[WHAT NEEDS TO BE DONE]
Using "status" as the search string, find the matching lines below and copy them.

(Stored items)

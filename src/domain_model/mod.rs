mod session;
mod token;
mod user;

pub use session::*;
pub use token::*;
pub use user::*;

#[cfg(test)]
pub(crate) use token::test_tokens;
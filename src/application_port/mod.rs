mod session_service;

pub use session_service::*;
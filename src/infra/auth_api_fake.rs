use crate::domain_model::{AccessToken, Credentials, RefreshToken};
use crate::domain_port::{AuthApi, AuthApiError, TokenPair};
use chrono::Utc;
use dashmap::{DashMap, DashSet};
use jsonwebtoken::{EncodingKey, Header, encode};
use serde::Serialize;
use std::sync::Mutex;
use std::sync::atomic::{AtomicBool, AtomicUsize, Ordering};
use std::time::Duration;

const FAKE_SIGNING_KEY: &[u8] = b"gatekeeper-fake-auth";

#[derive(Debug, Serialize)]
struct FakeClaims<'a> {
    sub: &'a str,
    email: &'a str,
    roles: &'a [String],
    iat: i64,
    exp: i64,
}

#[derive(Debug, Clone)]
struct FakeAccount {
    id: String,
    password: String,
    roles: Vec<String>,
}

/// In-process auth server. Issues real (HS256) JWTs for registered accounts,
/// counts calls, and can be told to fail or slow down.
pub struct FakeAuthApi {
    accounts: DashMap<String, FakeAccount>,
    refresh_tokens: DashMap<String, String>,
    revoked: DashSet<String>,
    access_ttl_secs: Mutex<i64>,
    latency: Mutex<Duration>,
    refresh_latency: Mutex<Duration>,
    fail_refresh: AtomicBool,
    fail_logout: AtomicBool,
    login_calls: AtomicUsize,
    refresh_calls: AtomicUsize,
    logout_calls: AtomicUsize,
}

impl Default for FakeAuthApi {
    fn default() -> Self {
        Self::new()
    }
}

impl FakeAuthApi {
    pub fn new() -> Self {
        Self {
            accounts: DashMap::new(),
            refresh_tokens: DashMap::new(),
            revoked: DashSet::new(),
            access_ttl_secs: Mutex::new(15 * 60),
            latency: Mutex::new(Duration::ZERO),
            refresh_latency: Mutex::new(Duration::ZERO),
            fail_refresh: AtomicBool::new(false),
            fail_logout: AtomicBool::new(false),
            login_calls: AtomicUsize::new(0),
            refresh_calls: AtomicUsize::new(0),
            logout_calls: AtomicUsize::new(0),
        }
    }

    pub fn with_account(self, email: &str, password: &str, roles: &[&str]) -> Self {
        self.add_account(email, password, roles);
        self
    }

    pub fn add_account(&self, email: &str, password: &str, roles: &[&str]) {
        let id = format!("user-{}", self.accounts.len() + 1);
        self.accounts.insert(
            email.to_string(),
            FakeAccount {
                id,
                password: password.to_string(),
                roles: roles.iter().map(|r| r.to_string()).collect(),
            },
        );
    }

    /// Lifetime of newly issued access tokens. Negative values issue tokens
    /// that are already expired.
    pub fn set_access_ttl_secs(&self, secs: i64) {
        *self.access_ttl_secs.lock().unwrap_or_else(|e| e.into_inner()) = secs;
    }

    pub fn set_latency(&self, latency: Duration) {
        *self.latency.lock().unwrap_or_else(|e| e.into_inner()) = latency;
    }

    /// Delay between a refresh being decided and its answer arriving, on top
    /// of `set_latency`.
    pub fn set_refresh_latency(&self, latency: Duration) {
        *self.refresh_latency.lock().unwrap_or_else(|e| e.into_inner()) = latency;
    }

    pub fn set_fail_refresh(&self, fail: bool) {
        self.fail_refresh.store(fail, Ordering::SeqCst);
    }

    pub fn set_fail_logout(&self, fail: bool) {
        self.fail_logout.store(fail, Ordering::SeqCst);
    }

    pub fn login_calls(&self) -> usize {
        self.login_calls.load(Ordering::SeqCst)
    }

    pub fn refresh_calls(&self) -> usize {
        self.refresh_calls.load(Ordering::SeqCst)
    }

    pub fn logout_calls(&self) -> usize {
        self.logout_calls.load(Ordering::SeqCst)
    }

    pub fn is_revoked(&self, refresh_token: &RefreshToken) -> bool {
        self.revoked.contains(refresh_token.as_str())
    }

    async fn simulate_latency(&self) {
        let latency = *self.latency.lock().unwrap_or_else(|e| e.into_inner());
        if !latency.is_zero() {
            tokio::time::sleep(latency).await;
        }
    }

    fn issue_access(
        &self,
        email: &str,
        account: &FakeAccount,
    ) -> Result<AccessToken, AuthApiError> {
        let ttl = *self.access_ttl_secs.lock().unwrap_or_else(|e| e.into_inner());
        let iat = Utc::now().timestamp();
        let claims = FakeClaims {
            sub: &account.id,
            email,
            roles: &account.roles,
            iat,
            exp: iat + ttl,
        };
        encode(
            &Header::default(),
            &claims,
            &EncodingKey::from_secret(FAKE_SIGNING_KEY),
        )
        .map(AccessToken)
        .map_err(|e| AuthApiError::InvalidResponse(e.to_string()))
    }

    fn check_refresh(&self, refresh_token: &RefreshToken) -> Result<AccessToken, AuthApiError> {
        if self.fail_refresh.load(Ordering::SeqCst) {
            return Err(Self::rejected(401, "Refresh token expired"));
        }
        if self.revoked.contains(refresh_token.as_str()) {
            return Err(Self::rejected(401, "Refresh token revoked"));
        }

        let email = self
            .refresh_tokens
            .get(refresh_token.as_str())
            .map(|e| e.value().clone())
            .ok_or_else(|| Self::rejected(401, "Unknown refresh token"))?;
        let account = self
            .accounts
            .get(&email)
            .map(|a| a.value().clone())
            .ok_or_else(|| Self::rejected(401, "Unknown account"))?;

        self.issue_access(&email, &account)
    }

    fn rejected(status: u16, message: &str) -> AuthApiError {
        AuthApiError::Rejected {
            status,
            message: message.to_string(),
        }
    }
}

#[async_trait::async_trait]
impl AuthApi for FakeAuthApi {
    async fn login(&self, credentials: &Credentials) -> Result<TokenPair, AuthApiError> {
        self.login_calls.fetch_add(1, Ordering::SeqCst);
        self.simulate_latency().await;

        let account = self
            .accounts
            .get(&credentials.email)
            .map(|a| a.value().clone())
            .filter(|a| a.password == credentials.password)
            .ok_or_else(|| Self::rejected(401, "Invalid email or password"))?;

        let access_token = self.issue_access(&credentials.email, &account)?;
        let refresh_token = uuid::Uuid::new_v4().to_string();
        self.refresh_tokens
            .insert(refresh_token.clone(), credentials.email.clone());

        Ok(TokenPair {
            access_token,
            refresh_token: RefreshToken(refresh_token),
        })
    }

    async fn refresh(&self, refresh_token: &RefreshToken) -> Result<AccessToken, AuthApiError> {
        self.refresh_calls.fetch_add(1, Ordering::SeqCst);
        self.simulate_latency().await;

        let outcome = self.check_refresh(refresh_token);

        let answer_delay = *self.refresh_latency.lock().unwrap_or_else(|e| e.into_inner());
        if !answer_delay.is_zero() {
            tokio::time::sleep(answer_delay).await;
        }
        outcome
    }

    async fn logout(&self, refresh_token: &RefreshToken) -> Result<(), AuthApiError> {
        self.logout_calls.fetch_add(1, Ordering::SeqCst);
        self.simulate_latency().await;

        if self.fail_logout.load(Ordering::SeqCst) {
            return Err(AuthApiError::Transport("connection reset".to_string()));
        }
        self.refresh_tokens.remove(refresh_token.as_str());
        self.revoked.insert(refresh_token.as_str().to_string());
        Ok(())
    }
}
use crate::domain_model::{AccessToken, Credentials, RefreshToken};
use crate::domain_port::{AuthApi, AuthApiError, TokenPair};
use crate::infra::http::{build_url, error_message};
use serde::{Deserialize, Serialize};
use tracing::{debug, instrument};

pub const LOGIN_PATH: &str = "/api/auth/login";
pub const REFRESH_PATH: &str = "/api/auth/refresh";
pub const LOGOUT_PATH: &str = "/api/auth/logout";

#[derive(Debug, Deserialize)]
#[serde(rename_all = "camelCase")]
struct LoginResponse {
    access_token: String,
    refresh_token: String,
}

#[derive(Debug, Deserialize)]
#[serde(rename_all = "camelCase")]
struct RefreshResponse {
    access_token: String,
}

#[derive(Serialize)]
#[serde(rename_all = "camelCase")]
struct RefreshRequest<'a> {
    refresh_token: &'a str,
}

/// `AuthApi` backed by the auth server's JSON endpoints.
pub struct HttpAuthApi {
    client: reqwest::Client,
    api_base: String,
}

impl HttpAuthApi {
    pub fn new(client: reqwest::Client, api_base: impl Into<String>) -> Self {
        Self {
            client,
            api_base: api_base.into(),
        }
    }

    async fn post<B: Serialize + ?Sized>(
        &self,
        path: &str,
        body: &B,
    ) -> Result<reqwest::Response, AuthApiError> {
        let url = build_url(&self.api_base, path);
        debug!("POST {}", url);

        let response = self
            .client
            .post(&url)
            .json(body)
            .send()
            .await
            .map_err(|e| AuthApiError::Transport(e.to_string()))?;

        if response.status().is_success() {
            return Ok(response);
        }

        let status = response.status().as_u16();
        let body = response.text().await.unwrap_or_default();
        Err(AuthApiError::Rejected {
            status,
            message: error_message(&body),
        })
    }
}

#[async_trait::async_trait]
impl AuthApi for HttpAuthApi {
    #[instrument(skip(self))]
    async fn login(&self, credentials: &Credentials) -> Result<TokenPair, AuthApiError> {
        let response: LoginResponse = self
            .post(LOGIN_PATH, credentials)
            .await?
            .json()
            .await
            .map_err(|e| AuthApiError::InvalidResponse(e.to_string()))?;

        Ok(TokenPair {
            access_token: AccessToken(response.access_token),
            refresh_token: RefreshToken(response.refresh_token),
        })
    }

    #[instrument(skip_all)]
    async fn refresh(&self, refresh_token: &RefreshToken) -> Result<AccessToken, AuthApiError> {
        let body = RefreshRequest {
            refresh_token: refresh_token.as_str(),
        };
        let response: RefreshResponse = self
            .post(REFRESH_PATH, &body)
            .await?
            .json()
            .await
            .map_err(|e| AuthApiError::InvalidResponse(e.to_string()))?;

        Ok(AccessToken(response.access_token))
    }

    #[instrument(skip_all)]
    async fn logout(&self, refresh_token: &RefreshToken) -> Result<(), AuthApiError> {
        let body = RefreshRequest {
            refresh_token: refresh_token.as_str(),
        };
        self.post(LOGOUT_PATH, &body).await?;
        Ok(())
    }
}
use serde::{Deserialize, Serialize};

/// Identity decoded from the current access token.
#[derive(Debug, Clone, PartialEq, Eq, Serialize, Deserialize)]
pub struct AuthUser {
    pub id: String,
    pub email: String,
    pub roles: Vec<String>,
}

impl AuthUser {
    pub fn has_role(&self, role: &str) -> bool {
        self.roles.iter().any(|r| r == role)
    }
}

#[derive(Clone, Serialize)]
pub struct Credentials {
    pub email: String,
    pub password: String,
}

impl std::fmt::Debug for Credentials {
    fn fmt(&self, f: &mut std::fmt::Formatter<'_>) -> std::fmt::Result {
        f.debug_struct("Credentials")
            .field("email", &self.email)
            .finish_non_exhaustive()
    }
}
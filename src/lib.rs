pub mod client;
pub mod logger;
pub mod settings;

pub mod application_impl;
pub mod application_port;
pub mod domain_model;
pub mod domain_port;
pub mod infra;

[SOLVED PROBLEM]
    fn rejected(status: u16, message: &str) -> AuthApiError {
            status,
        if response.status().is_success() {
        let status = response.status().as_u16();
            status,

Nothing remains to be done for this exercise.